There was a time in modern music when the role of the artist changed from being the custodian of cultural knowledge to something more of an autobiographer. We might choose that moment in the late sixties when Lou Reed abandoned the writing of pop ditties about boys and girls to focus on his own, more personal interests, like boys and girls and heroin. In other art forms this sea change was happening; in comedy, where once jokes were shared, un-authored, between performers in Vegas, the Catskills, and New York City clubs, Lenny Bruce made comedy suddenly personal—talking about race, politics, cops, censorship, and heroin. It is tempting to suggest that in painting this shift had happened decades earlier, particularly in that sub-category of painting called “abstraction.” Once artists like Kandinsky, Rodchenko, Dove, and O’Keefe had looked for universal symbols—a folk art, as it were—of the collective unconscious.

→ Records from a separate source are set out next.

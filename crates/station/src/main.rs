mod acquisition;
mod broadcast;
mod calibration;
mod channel;
mod config;
mod display;
mod error;
mod history;
mod outputs;
mod probe;
mod protocol;
mod relay;
mod state;
mod web;

use anyhow::Result;
use aquamon_sensors::{AnalogInput, TemperatureSensor};
use std::{env, sync::Arc};
use tracing::info;
use tracing_subscriber::EnvFilter;

use acquisition::Acquisition;
use config::Config;
use display::LogDisplay;
use outputs::RelayOutputs;
use relay::RelayBank;
use state::Station;

type Backends = (Box<dyn AnalogInput>, Box<dyn TemperatureSensor>);

#[tokio::main]
async fn main() -> Result<()> {
    tracing_subscriber::fmt()
        .with_env_filter(
            EnvFilter::try_from_default_env().unwrap_or_else(|_| EnvFilter::new("info")),
        )
        .init();

    // ── Config file ─────────────────────────────────────────────────
    let config_path = env::var("CONFIG_PATH").unwrap_or_else(|_| "aquamon.toml".to_string());
    let cfg = config::load(&config_path)?;

    info!(
        relays = cfg.relays.len(),
        history = cfg.history_capacity,
        mode = %cfg.initial_mode,
        "config loaded from {config_path}"
    );

    // ── Relay outputs ───────────────────────────────────────────────
    // Many common relay boards are active-low. If yours is active-high, set false.
    let active_low = env::var("RELAY_ACTIVE_LOW")
        .ok()
        .map(|v| v == "1" || v.eq_ignore_ascii_case("true"))
        .unwrap_or(true);

    let mut outputs =
        RelayOutputs::new(&cfg.relay_pins(), active_low)?.with_names(cfg.relay_names());
    outputs.all_off();

    // ── Shared state ────────────────────────────────────────────────
    let station = Arc::new(Station::new(
        RelayBank::new(cfg.relays.len(), cfg.initial_mode),
        outputs,
        cfg.history_capacity,
        cfg.thresholds,
        cfg.automation_rules(),
    ));

    // ── Sensors + acquisition ───────────────────────────────────────
    let (input, thermometer) = sensor_backends(&cfg)?;
    let acquisition = Acquisition::new(
        Arc::clone(&station),
        input,
        cfg.build_channels(),
        thermometer,
        LogDisplay,
        cfg.calibration,
        cfg.timing(),
    );

    // ── Run ─────────────────────────────────────────────────────────
    // The loop never returns; a web server failure ends the process.
    tokio::select! {
        res = web::serve(station) => res,
        () = acquisition.run() => Ok(()),
    }
}

/// Simulated probes centred on healthy water: pH 7, a little turbidity,
/// oxygen near saturation and 24 °C.
#[cfg(not(feature = "adc"))]
fn sensor_backends(cfg: &Config) -> Result<Backends> {
    use aquamon_sensors::sim::{Scenario, SimThermometer, WaterSim};

    let scenario = Scenario::from_str_lossy(&env::var("SIM_SCENARIO").unwrap_or_default());

    let cal = &cfg.calibration;
    let vref = cfg.adc.reference_voltage;
    let ph_center = if cal.ph_slope == 0.0 {
        0.5
    } else {
        (7.0 - cal.ph_intercept) / cal.ph_slope / vref
    };

    let ch = &cfg.channels;
    let lines = [
        (ch.ph.line, ph_center),
        (ch.turbidity.line, 0.4),
        (ch.oxygen.line, 0.45),
        (ch.potentiometer.line, 0.5),
    ];

    info!(%scenario, "using simulated sensors (no hardware)");
    Ok((
        Box::new(WaterSim::new(scenario, &lines, cfg.adc.full_scale)),
        Box::new(SimThermometer::new(scenario, 24.0)),
    ))
}

/// ADS1115 over I2C for the analog probes, DS18B20 over one-wire for
/// temperature.
#[cfg(feature = "adc")]
fn sensor_backends(cfg: &Config) -> Result<Backends> {
    use anyhow::bail;
    use aquamon_sensors::ads1115::{self, Ads1115};
    use aquamon_sensors::onewire::W1Thermometer;
    use tracing::warn;

    let ch = &cfg.channels;
    for line in [ch.ph.line, ch.turbidity.line, ch.oxygen.line, ch.potentiometer.line] {
        if line > ads1115::MAX_LINE {
            bail!("ADS1115 has inputs 0-{}, channel configured on {line}", ads1115::MAX_LINE);
        }
    }
    if cfg.adc.full_scale != ads1115::FULL_SCALE {
        warn!(
            configured = cfg.adc.full_scale,
            expected = ads1115::FULL_SCALE,
            "adc.full_scale does not match the ADS1115"
        );
    }

    let addr = ads1115::parse_address(
        &env::var("ADS1115_ADDR").unwrap_or_else(|_| "0x48".to_string()),
    )?;
    let adc = Ads1115::new(addr)?;

    let thermometer = match env::var("W1_DEVICE") {
        Ok(id) => W1Thermometer::new(&id),
        Err(_) => W1Thermometer::discover()?,
    };

    info!(addr = format!("{addr:#04x}"), "using ADS1115 + DS18B20");
    Ok((Box::new(adc), Box::new(thermometer)))
}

Jackson Pollock, Barnett Newman, and Mark Rothko, in particular, overturned all that—with Pollock famously eschewing commonality by stating, “I am Nature.”

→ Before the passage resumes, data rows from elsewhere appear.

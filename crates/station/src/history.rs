//! Bounded, insertion-ordered history of calibrated samples.
//!
//! Backed by a fixed-capacity ring: once full, each append overwrites the
//! oldest slot and advances the head, so both append and eviction are O(1)
//! and no sample is ever moved or mutated after insertion.

use crate::calibration::CalibratedSample;

/// Scalar series that can be charted from the history.
#[derive(Debug, Clone, Copy, PartialEq, Eq)]
pub enum Field {
    Ph,
    Turbidity,
    Oxygen,
    Temperature,
}

impl Field {
    pub const ALL: [Field; 4] = [Field::Ph, Field::Turbidity, Field::Oxygen, Field::Temperature];

    /// Key used by the dashboard's JSON.
    pub fn key(self) -> &'static str {
        match self {
            Field::Ph => "ph",
            Field::Turbidity => "turb",
            Field::Oxygen => "oks",
            Field::Temperature => "suhu",
        }
    }

    pub fn from_key(key: &str) -> Option<Self> {
        Self::ALL.into_iter().find(|f| f.key() == key)
    }

    pub fn of(self, sample: &CalibratedSample) -> f64 {
        match self {
            Field::Ph => sample.ph,
            Field::Turbidity => sample.turbidity,
            Field::Oxygen => sample.oxygen,
            Field::Temperature => sample.temperature,
        }
    }
}

pub struct HistoryBuffer {
    slots: Vec<CalibratedSample>,
    /// Index of the oldest sample once the ring is full; 0 until then.
    head: usize,
    capacity: usize,
}

impl HistoryBuffer {
    pub fn new(capacity: usize) -> Self {
        let capacity = capacity.max(1);
        Self {
            slots: Vec::with_capacity(capacity),
            head: 0,
            capacity,
        }
    }

    pub fn append(&mut self, sample: CalibratedSample) {
        if self.slots.len() < self.capacity {
            self.slots.push(sample);
        } else {
            self.slots[self.head] = sample;
            self.head = (self.head + 1) % self.capacity;
        }
    }

    pub fn len(&self) -> usize {
        self.slots.len()
    }

    pub fn is_empty(&self) -> bool {
        self.slots.is_empty()
    }

    pub fn capacity(&self) -> usize {
        self.capacity
    }

    /// Oldest to newest.
    pub fn iter(&self) -> impl Iterator<Item = &CalibratedSample> {
        let (newer, older) = self.slots.split_at(self.head);
        older.iter().chain(newer.iter())
    }

    /// One field across all retained samples, oldest first.
    pub fn snapshot(&self, field: Field) -> Vec<f64> {
        self.iter().map(|s| field.of(s)).collect()
    }

    /// Most recent sample, or `None` before the first commit.
    pub fn latest(&self) -> Option<CalibratedSample> {
        if self.slots.is_empty() {
            return None;
        }
        let newest = (self.head + self.slots.len() - 1) % self.slots.len();
        Some(self.slots[newest])
    }
}

// ===========================================================================
// Tests
// ===========================================================================

#[cfg(test)]
mod tests {
    use super::*;
    use proptest::prelude::*;

    fn sample(t: f64) -> CalibratedSample {
        CalibratedSample {
            ph: 7.0,
            turbidity: 1.0,
            oxygen: 8.0,
            temperature: t,
        }
    }

    #[test]
    fn empty_buffer_has_no_latest() {
        let h = HistoryBuffer::new(30);
        assert!(h.is_empty());
        assert_eq!(h.latest(), None);
        assert!(h.snapshot(Field::Temperature).is_empty());
    }

    #[test]
    fn latest_tracks_newest_before_and_after_wrap() {
        let mut h = HistoryBuffer::new(3);
        h.append(sample(1.0));
        assert_eq!(h.latest().unwrap().temperature, 1.0);
        for t in 2..=7 {
            h.append(sample(f64::from(t)));
            assert_eq!(h.latest().unwrap().temperature, f64::from(t));
        }
    }

    #[test]
    fn thirty_one_appends_keep_the_last_thirty() {
        let mut h = HistoryBuffer::new(30);
        for t in 0..=30 {
            h.append(sample(f64::from(t)));
        }
        let temps = h.snapshot(Field::Temperature);
        assert_eq!(temps.len(), 30);
        assert_eq!(temps[0], 1.0);
        assert_eq!(temps[29], 30.0);
    }

    #[test]
    fn zero_capacity_is_promoted_to_one() {
        let mut h = HistoryBuffer::new(0);
        h.append(sample(1.0));
        h.append(sample(2.0));
        assert_eq!(h.snapshot(Field::Temperature), vec![2.0]);
    }

    #[test]
    fn field_keys_round_trip() {
        for f in Field::ALL {
            assert_eq!(Field::from_key(f.key()), Some(f));
        }
        assert_eq!(Field::from_key("humidity"), None);
    }

    proptest! {
        #[test]
        fn keeps_exactly_the_last_k_in_order(capacity in 1usize..50, count in 0usize..200) {
            let mut h = HistoryBuffer::new(capacity);
            for i in 0..count {
                h.append(sample(i as f64));
                prop_assert!(h.len() <= capacity);
            }
            let expected: Vec<f64> = (count.saturating_sub(capacity)..count).map(|i| i as f64).collect();
            prop_assert_eq!(h.snapshot(Field::Temperature), expected);
        }
    }
}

Single Ch’u, 2014–2015, Oil on linen, 52 x 42 inches
It is of some importance to note that while all artists probably became aware of these changes, there were some, like Bob Dylan, who sought to give voice to their own stories, while at the same time acknowledging the deep history of their medium. Dylan began as a folk musician, in the tradition of Arlo Guthrie, and transitioned into the premier autobiographical storyteller of his generation, yet he never completely abandoned the idea of a collective musical unconscious. Bill Jensen, whose career has been devoted to maintaining the ideas of abstract painting, may represent, in a period where we have artists who create “zombie formalist” paintings, a folk tradition in painterly abstraction more akin to Dylan than Reed.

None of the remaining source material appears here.